→ **TASK GOAL**: Whenever a line of the records below contains the word "text", copy that line.

→ **DATA UNDER STUDY**:
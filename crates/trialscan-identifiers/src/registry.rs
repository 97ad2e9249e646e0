//! Registry pattern catalogue
//!
//! One row per trial registry. Each row carries the registry's exact-ID
//! shapes, the bare prefixes used to catch malformed or truncated IDs, and
//! the registry's full name as it appears in prose.
//!
//! The patterns are empirically derived and published with the screening
//! results. They are fixtures: edits change which publications are found.

use serde::Serialize;

use crate::PatternKind;

/// A trial registry and the patterns that detect it
#[derive(Debug, Clone, Copy, PartialEq, Eq, Serialize)]
pub struct Registry {
    /// Short label (usually the ID prefix)
    pub label: &'static str,
    /// Full identifier shapes
    pub exact: &'static [&'static str],
    /// Registry abbreviations followed by a word boundary
    pub prefixes: &'static [&'static str],
    /// Registry name in running text
    pub name: Option<&'static str>,
}

impl Registry {
    /// Patterns of one kind, in catalogue order
    pub fn patterns(&self, kind: PatternKind) -> &[&'static str] {
        match kind {
            PatternKind::Exact => self.exact,
            PatternKind::Prefix => self.prefixes,
            PatternKind::RegistryName => self.name.as_slice(),
        }
    }
}

/// The registry table.
///
/// Row order fixes the order in which hits are reported.
pub const REGISTRIES: &[Registry] = &[
    Registry {
        label: "NCT",
        exact: &[r"(?i)NCT\s*\W*0\d{7}"],
        prefixes: &[r"(?i)\bNCT"],
        name: Some(r"(?i)clinicaltrials.gov"),
    },
    Registry {
        label: "EudraCT",
        exact: &[r"20\d{2}\W*0\d{5}\W*\d{2}"],
        prefixes: &[r"(?i)\bEudraCT", r"(?i)\bEUCTR"],
        name: Some(r"(?i)European Union Clinical Trials Register"),
    },
    Registry {
        label: "PACTR",
        exact: &[r"(?i)PACTR\s*\W*20\d{13}"],
        prefixes: &[r"(?i)\bPACTR"],
        name: Some(r"(?i)Pan African Clinical Trial Registry"),
    },
    Registry {
        label: "ANZCTR",
        exact: &[r"(?i)ACTRN\s*\W*126\d{11}", r"(?i)ANZCTR\s*\W*126\d{11}"],
        prefixes: &[r"(?i)\bACTRN", r"(?i)\bANZCTR"],
        // Case-sensitive in the published list.
        name: Some(r"Australian New Zealand Clinical Trials Registry"),
    },
    Registry {
        label: "NTR",
        exact: &[r"(?i)NTR\s*\W*\d{4}"],
        prefixes: &[r"(?i)\bNTR\d*\b"],
        name: Some(r"(?i)Netherlands Trial Register"),
    },
    Registry {
        label: "KCT",
        exact: &[r"(?i)KCT\s*\W*00\d{5}"],
        prefixes: &[r"(?i)\bKCT"],
        name: Some(r"(?i)Clinical Research Information Service"),
    },
    Registry {
        label: "DRKS",
        exact: &[r"(?i)DRKS\s*\W*000\d{5}"],
        prefixes: &[r"(?i)\bDRKS"],
        name: Some(r"(?i)German Clinical Trials Register"),
    },
    Registry {
        label: "ISRCTN",
        exact: &[r"(?i)ISRCTN\s*\W*\d{8}"],
        prefixes: &[r"(?i)\bISRCTN"],
        name: None,
    },
    Registry {
        label: "ChiCTR",
        exact: &[r"(?i)ChiCTR\s*\W*20000\d{5}"],
        prefixes: &[r"(?i)\bChiCTR"],
        name: Some(r"(?i)Chinese Clinical Trial Registry"),
    },
    Registry {
        label: "IRCT",
        exact: &[r"(?i)IRCT\s*\W*20\d{10,11}N\d{1,3}"],
        prefixes: &[r"(?i)\bIRCT"],
        name: Some(r"(?i)Iranian Registry of Clinical Trials"),
    },
    Registry {
        label: "CTRI",
        exact: &[r"(?i)CTRI\s?\W*\/\s*\W*202\d{1}\s?\W*\/\s*\W*\d{2,3}\s*\W*\/\s*\W*0\d{5}"],
        prefixes: &[r"(?i)\bCTRI"],
        name: Some(r"(?i)Clinical Trials Registry-India"),
    },
    Registry {
        label: "JapicCTI",
        exact: &[r"(?i)Japic\s*CTI\s*\W*\d{6}"],
        prefixes: &[r"(?i)\bJapic\s*CTI"],
        name: Some(r"(?i)JAPIC Clinical Trial Information"),
    },
    Registry {
        label: "jRCT",
        exact: &[r"(?i)jrct\W*\w{1}\W*\d{9}"],
        prefixes: &[r"(?i)\bjRCT"],
        name: Some(r"(?i)Japan Registry of Clinical Trial"),
    },
    Registry {
        label: "UMIN",
        exact: &[r"(?i)UMIN\s*\W*\d{9}"],
        prefixes: &[r"(?i)\bUMIN"],
        name: Some(r"(?i)UMIN Clinical Trials Registry"),
    },
    Registry {
        label: "JMA",
        exact: &[r"(?i)JMA\W*IIA00\d{3}"],
        prefixes: &[],
        name: None,
    },
    Registry {
        label: "RBR",
        exact: &[r"(?i)RBR\s*\W*\d\w{5}"],
        prefixes: &[r"(?i)\bRBR"],
        name: Some(r"(?i)Brazilian Clinical Trial Registry"),
    },
    Registry {
        label: "RPCEC",
        exact: &[r"(?i)RPCEC\s*\W*0{5}\d{3}"],
        prefixes: &[r"(?i)\bRPCEC"],
        name: Some(r"(?i)Cuban Public Registry of Clinical Trials"),
    },
    Registry {
        label: "LBCTR",
        exact: &[r"(?i)LBCTR\s*\W*\d{10}"],
        prefixes: &[r"(?i)\bLBCTR"],
        name: Some(r"(?i)Lebanese Clinical Trials Registry"),
    },
    Registry {
        label: "SLCTR",
        exact: &[r"(?i)SLCTR\s*\W*\d{4}\s*\W*\d{3}"],
        prefixes: &[r"(?i)\bSLCTR"],
        name: Some(r"(?i)Sri Lanka Clinical Trials Registry"),
    },
    Registry {
        label: "TCTR",
        exact: &[r"(?i)TCTR\s*\W*202\d{8}"],
        prefixes: &[r"(?i)\bTCTR"],
        name: Some(r"(?i)Thai Clinical Trials Registry"),
    },
    Registry {
        label: "PER",
        // The published list carries a malformed inline flag (`{?i}`), which
        // reads as an optional literal `{` followed by `i}`. Kept as written so
        // screening results stay reproducible; it does not match bare PER IDs.
        exact: &[r"\{?i\}PER\s*\W*\d{3}\s*\W*\d{2}"],
        // No prefix: no relevant Peruvian trials and `\bPER\d*\b` floods with
        // false positives.
        prefixes: &[],
        name: Some(r"(?i)Peruvian Clinical Trial Registry"),
    },
];

/// All pattern sources of one kind with the label of the owning registry,
/// in catalogue order
pub fn pattern_sources(kind: PatternKind) -> Vec<(&'static str, &'static str)> {
    REGISTRIES
        .iter()
        .flat_map(|r| r.patterns(kind).iter().map(move |p| (r.label, *p)))
        .collect()
}

/// Look up a registry by label (case-insensitive)
pub fn find_registry(label: &str) -> Option<&'static Registry> {
    REGISTRIES
        .iter()
        .find(|r| r.label.eq_ignore_ascii_case(label))
}
//! trialscan - COVID-19 trial registration pipeline
//!
//! `scan` reports the registry identifiers in a document, `screen` finds
//! candidate result publications in PubMed and CORD-19, `clean` prepares
//! the ICTRP export for analysis.

mod config;

use std::io::Read;
use std::path::{Path, PathBuf};
use std::process::ExitCode;

use clap::{Parser, Subcommand};
use tracing_subscriber::EnvFilter;

use config::Config;
use trialscan_cleaning::{
    apply_cross_registrations, apply_intervention_lookup, apply_sponsor_lookup, clean_rows,
    is_included, read_additional_trials, read_cross_registrations, read_ictrp, write_trials,
    InterventionTable, LookupTable, Reconciliation, TrialRecord,
};
use trialscan_identifiers::catalogue;
use trialscan_screening::{
    read_pubmed_archive, scan_directory, screen, write_combined, write_search_records,
    MetadataIndex, SearchRecord, Source,
};

#[derive(Parser)]
#[command(name = "trialscan")]
#[command(about = "Find and clean COVID-19 clinical trial registrations", long_about = None)]
struct Cli {
    /// Configuration file (defaults to ./trialscan.toml, then ~/.trialscan/trialscan.toml)
    #[arg(short, long, global = true)]
    config: Option<PathBuf>,

    #[command(subcommand)]
    command: Commands,
}

#[derive(Subcommand)]
enum Commands {
    /// Print the registry hits of a text file (or stdin) as JSON
    Scan {
        file: Option<PathBuf>,

        /// Print every hit with its registry and position
        #[arg(long)]
        locate: bool,
    },
    /// Screen PubMed and CORD-19 documents for trial registrations
    Screen {
        /// PubMed archive CSV
        #[arg(long)]
        pubmed: Option<PathBuf>,

        /// CORD-19 metadata.csv (required with --cord-pdf or --cord-pmc)
        #[arg(long)]
        metadata: Option<PathBuf>,

        /// Directory of CORD-19 PDF parses
        #[arg(long)]
        cord_pdf: Option<PathBuf>,

        /// Directory of CORD-19 PMC parses
        #[arg(long)]
        cord_pmc: Option<PathBuf>,

        /// Also write the uncombined search records
        #[arg(long)]
        records: Option<PathBuf>,

        #[arg(short, long)]
        out: PathBuf,
    },
    /// Clean an ICTRP export
    Clean {
        #[arg(long)]
        ictrp: PathBuf,

        /// Cross-registration sheet
        #[arg(long)]
        cross: Option<PathBuf>,

        /// Preferred registry entries of cross-registered trials missing
        /// from the export
        #[arg(long, requires = "cross")]
        additions: Option<PathBuf>,

        /// Sponsor normalisation sheet
        #[arg(long)]
        sponsors: Option<PathBuf>,

        /// Intervention category sheet
        #[arg(long)]
        interventions: Option<PathBuf>,

        /// Also write the trials meeting the inclusion criteria
        #[arg(long)]
        included: Option<PathBuf>,

        #[arg(short, long)]
        out: PathBuf,
    },
}

fn main() -> Result<ExitCode, Box<dyn std::error::Error>> {
    tracing_subscriber::fmt()
        .with_env_filter(
            EnvFilter::try_from_default_env().unwrap_or_else(|_| EnvFilter::new("info")),
        )
        .with_writer(std::io::stderr)
        .init();

    let cli = Cli::parse();
    let config = Config::load(cli.config.as_deref())?;

    match cli.command {
        Commands::Scan { file, locate } => {
            run_scan(file.as_deref(), locate)?;
            Ok(ExitCode::SUCCESS)
        }
        Commands::Screen {
            pubmed,
            metadata,
            cord_pdf,
            cord_pmc,
            records,
            out,
        } => {
            let cord_dirs = [(cord_pdf, Source::CordPdf), (cord_pmc, Source::CordPmc)];
            let scans_cord = cord_dirs.iter().any(|(dir, _)| dir.is_some());
            if scans_cord && metadata.is_none() {
                return Err("--metadata is required to scan CORD-19 documents".into());
            }
            let index = metadata.as_deref().map(MetadataIndex::from_csv).transpose()?;

            let mut all = Vec::new();
            if let Some(path) = pubmed {
                let articles = read_pubmed_archive(&path)?;
                all.extend(articles.iter().map(SearchRecord::from_pubmed));
            }

            if let Some(index) = &index {
                for (dir, source) in cord_dirs {
                    if let Some(dir) = dir {
                        all.extend(scan_directory(&dir, source, index, config.cord_since)?);
                    }
                }
            }

            if let Some(path) = records {
                write_search_records(&path, &all)?;
            }
            let combined = screen(&all, index.as_ref());
            write_combined(&out, &combined)?;
            tracing::info!("{} publications written to {}", combined.len(), out.display());
            Ok(ExitCode::SUCCESS)
        }
        Commands::Clean {
            ictrp,
            cross,
            additions,
            sponsors,
            interventions,
            included,
            out,
        } => run_clean(
            &config,
            &CleanInputs {
                ictrp: &ictrp,
                cross: cross.as_deref(),
                additions: additions.as_deref(),
                sponsors: sponsors.as_deref(),
                interventions: interventions.as_deref(),
            },
            included.as_deref(),
            &out,
        ),
    }
}

fn run_scan(file: Option<&Path>, locate: bool) -> Result<(), Box<dyn std::error::Error>> {
    let text = match file {
        Some(path) => std::fs::read_to_string(path)?,
        None => {
            let mut buf = String::new();
            std::io::stdin().read_to_string(&mut buf)?;
            buf
        }
    };

    let output = if locate {
        serde_json::to_string_pretty(&catalogue().locate(&text))?
    } else {
        serde_json::to_string_pretty(&catalogue().scan(Some(text.as_str())))?
    };
    println!("{output}");
    Ok(())
}

/// Input sheets of one cleaning run
struct CleanInputs<'a> {
    ictrp: &'a Path,
    cross: Option<&'a Path>,
    additions: Option<&'a Path>,
    sponsors: Option<&'a Path>,
    interventions: Option<&'a Path>,
}

/// Write the report of missing keys. Returns whether the lookup converged.
fn report_unresolved<T>(
    config: &Config,
    result: &Reconciliation<T>,
    sheet: &Path,
    report: &str,
) -> Result<bool, Box<dyn std::error::Error>> {
    if result.is_converged() {
        return Ok(true);
    }
    let report = config.report_path(report);
    result.write_unresolved(&report)?;
    tracing::warn!("Update {} from {} and rerun", sheet.display(), report.display());
    Ok(false)
}

fn run_clean(
    config: &Config,
    inputs: &CleanInputs<'_>,
    included: Option<&Path>,
    out: &Path,
) -> Result<ExitCode, Box<dyn std::error::Error>> {
    let mut records = clean_rows(read_ictrp(inputs.ictrp)?)?;

    if let Some(path) = inputs.cross {
        let cross_registrations = read_cross_registrations(path)?;
        let additions = match inputs.additions {
            Some(path) => read_additional_trials(path)?,
            None => Vec::new(),
        };
        records = apply_cross_registrations(records, additions, &cross_registrations);
    }
    tracing::info!("The final dataset is {} trials", records.len());

    let mut converged = true;
    if let Some(sheet) = inputs.sponsors {
        let lookup = &config.sponsor_lookup;
        let table = LookupTable::from_csv(sheet, &lookup.key, &lookup.value)?;
        let result = apply_sponsor_lookup(&mut records, &table);
        converged &= report_unresolved(config, &result, sheet, &lookup.report)?;
    }
    if let Some(sheet) = inputs.interventions {
        let lookup = &config.intervention_lookup;
        let table = InterventionTable::from_csv(sheet, &lookup.key)?;
        let result = apply_intervention_lookup(&mut records, &table);
        converged &= report_unresolved(config, &result, sheet, &lookup.report)?;
    }

    write_trials(out, &records)?;

    if let Some(path) = included {
        let kept: Vec<TrialRecord> = records
            .into_iter()
            .filter(|r| is_included(r, config.inclusion_cutoff))
            .collect();
        write_trials(path, &kept)?;
    }

    if converged {
        Ok(ExitCode::SUCCESS)
    } else {
        Ok(ExitCode::FAILURE)
    }
}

→ **OUTPUT FOR THIS EXERCISE**:
    /// Registry name in running text
    /// Print the registry hits of a text file (or stdin) as JSON
    let text = match file {
        serde_json::to_string_pretty(&catalogue().locate(&text))?
        serde_json::to_string_pretty(&catalogue().scan(Some(text.as_str())))?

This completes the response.